La loi de finances 2026, adoptée le 18 novembre par le parlement, lève les blocages juridiques qui empêchaient l’émission de sukuk souverains. Le Trésor pourra désormais adosser ces titres islamiques au domaine privé de l’État pour financer le déficit budgétaire. Une entrée tardive sur un marché qui pèse déjà 205 milliards de dollars d’émissions annuelles.
Les sukuk algériens existent sur le papier depuis 2019. La loi sur les hydrocarbures puis la loi de finances 2020 les avaient créés, mais aucune émission n’avait suivi. La raison était simple : le cadre juridique restait inapplicable. Les sukuk ne pouvaient être adossés qu’au domaine public de l’État, par nature inaliénable et donc impossible à mobiliser pour garantir des titres financiers.
La loi de finances 2026 met fin à cette impasse. Le texte autorise désormais le Trésor à adosser les sukuk au domaine privé de l’État : terrains, immeubles, participations publiques, infrastructures productives. Le changement paraît technique, mais il est décisif. Sans actifs mobilisables, pas d’émission possible. Avec cette modification, les sukuk deviennent un outil opérationnel.
La loi de Finances 2026 va plus loin en permettant d’adosser ces titres à des opérations d’investissement public. Concrètement, le Trésor pourra financer des projets d’infrastructures en émettant des sukuk garantis par les revenus futurs de ces projets. Les investisseurs ne percevront pas un intérêt, mais une part des revenus générés par l’actif sous-jacent, conformément aux principes de la finance islamique.
Un régime fiscal incitatif pour lancer le marché
Le texte ne se limite pas à débloquer le cadre juridique. Il instaure aussi un régime fiscal destiné à attirer les investisseurs. Les produits et plus-values tirés des sukuk souverains seront exonérés d’IRG et d’IBS pendant cinq ans, pour toutes les émissions réalisées entre 2026 et 2030 et ce, pour rendre ces titres compétitifs face aux bons du Trésor classiques.
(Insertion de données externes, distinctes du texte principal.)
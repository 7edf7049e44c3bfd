pub mod availability;

pub use availability::AvailabilityClassifier;
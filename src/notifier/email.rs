use crate::config::EmailConfig;
use crate::model::NotifyError;

use lettre::message::header::ContentType;
use lettre::transport::smtp::authentication::Credentials;
use lettre::{Message, SmtpTransport, Transport};
use tracing::{info, warn};

/// Delivers check results by email, or to stdout when no SMTP configuration
/// was supplied. Delivery failures are logged and swallowed; a failed
/// notification never aborts the monitoring run.
pub struct Notifier {
    email: Option<EmailConfig>,
}

impl Notifier {
    pub fn new(email: Option<EmailConfig>) -> Self {
        Self { email }
    }

    pub fn notify(&self, subject: &str, body: &str) {
        let Some(config) = &self.email else {
            println!("NOTIFICATION: {}", subject);
            println!("{}", body);
            return;
        };

        match send_email(config, subject, body) {
            Ok(()) => info!("Email notification sent successfully"),
            Err(e) => warn!("Error sending email: {}", e),
        }
    }

    /// Sends a fixed test message through the configured transport. Used by
    /// the connectivity self-test; unlike `notify` this surfaces the error.
    pub fn send_test_email(&self) -> Result<(), NotifyError> {
        let config = self
            .email
            .as_ref()
            .ok_or_else(|| NotifyError::Transport("no email configuration".to_string()))?;
        send_email(
            config,
            "Test Email Connectivity",
            "This is a test email from your product monitor.",
        )
    }
}

fn send_email(config: &EmailConfig, subject: &str, body: &str) -> Result<(), NotifyError> {
    let message = Message::builder()
        .from(
            config
                .from_email
                .parse()
                .map_err(|e| NotifyError::Address(format!("{}: {}", config.from_email, e)))?,
        )
        .to(config
            .to_email
            .parse()
            .map_err(|e| NotifyError::Address(format!("{}: {}", config.to_email, e)))?)
        .subject(subject)
        .header(ContentType::TEXT_PLAIN)
        .body(body.to_string())
        .map_err(|e| NotifyError::Message(e.to_string()))?;

    let credentials = Credentials::new(config.from_email.clone(), config.password.clone());

    // STARTTLS upgrade on the configured port, then authenticate and send.
    let mailer = SmtpTransport::starttls_relay(&config.smtp_server)
        .map_err(|e| NotifyError::Transport(e.to_string()))?
        .port(config.smtp_port)
        .credentials(credentials)
        .build();

    mailer
        .send(&message)
        .map(|_| ())
        .map_err(|e| NotifyError::Transport(e.to_string()))
}

#[cfg(test)]
mod tests {
    use super::*;

    fn unreachable_config() -> EmailConfig {
        EmailConfig {
            smtp_server: "127.0.0.1".to_string(),
            smtp_port: 1,
            from_email: "monitor@example.com".to_string(),
            to_email: "me@example.com".to_string(),
            password: "secret".to_string(),
        }
    }

    #[test]
    fn console_notifier_returns_normally() {
        let notifier = Notifier::new(None);
        notifier.notify("Product Alert - AVAILABLE", "Product Status Update:\n");
    }

    #[test]
    fn delivery_failure_is_swallowed() {
        // Nothing listens on port 1; the transport error must not escape.
        let notifier = Notifier::new(Some(unreachable_config()));
        notifier.notify("Product Alert - ERROR", "body");
    }

    #[test]
    fn invalid_address_is_reported_by_self_test() {
        let mut config = unreachable_config();
        config.from_email = "not an address".to_string();
        let notifier = Notifier::new(Some(config));
        assert!(matches!(
            notifier.send_test_email(),
            Err(NotifyError::Address(_))
        ));
    }

    #[test]
    fn self_test_without_config_fails() {
        let notifier = Notifier::new(None);
        assert!(notifier.send_test_email().is_err());
    }
}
Le principe d’endossement est également élargi. Les sukuk pourront être échangés librement entre investisseurs, ce qui devrait favoriser l’émergence d’un marché secondaire. Sans cette possibilité de revente, les titres resteraient peu liquides et donc peu attractifs.
Ces dispositions figurent dans les articles 101, 145, 147, 149 et 150 du PLF 2026. Elles s’inscrivent dans une logique de diversification des sources de financement public. Le Trésor dispose déjà de plusieurs leviers, à savoir émission de bons classiques, prélèvements sur les entreprises publiques et garanties de partenariats. Les sukuk s’ajoutent à cet arsenal, offrant un moyen de lever des fonds sans recourir à l’endettement conventionnel.
Un marché mondial de 205 milliards de dollars
L’Algérie arrive sur un marché mature. Selon le dernier rapport de l’IIFM, les émissions mondiales de sukuk ont atteint 205 milliards de dollars en 2024. La Malaisie, l’Arabie Saoudite, l’Indonésie et les Émirats dominent ce marché depuis des années. Depuis 2001, le volume cumulé dépasse les 2.200 milliards de dollars.
Le retard algérien est significatif. Le Maroc a lancé ses premières émissions souveraines en 2018. L’Arabie Saoudite recourt massivement aux sukuk depuis 2016 pour financer ses infrastructures. La Malaisie en a fait un pilier de sa stratégie budgétaire depuis les années 2000. Quarante-deux juridictions émettent désormais des sukuk dans 32 devises différentes.
Les structures Wakala et hybrides dominent aujourd’hui les émissions. Ces montages permettent d’adosser les titres à des actifs réels tout en garantissant une rémunération aux investisseurs. Les cadres réglementaires sont rodés, les agences de notation ont développé des méthodologies spécifiques.
En 2024, les émissions internationales de sukuk ont totalisé 65,6 milliards de dollars, en hausse de 24% par rapport à 2023. Les conditions de liquidité mondiale se sont améliorées et les coûts de financement ont baissé.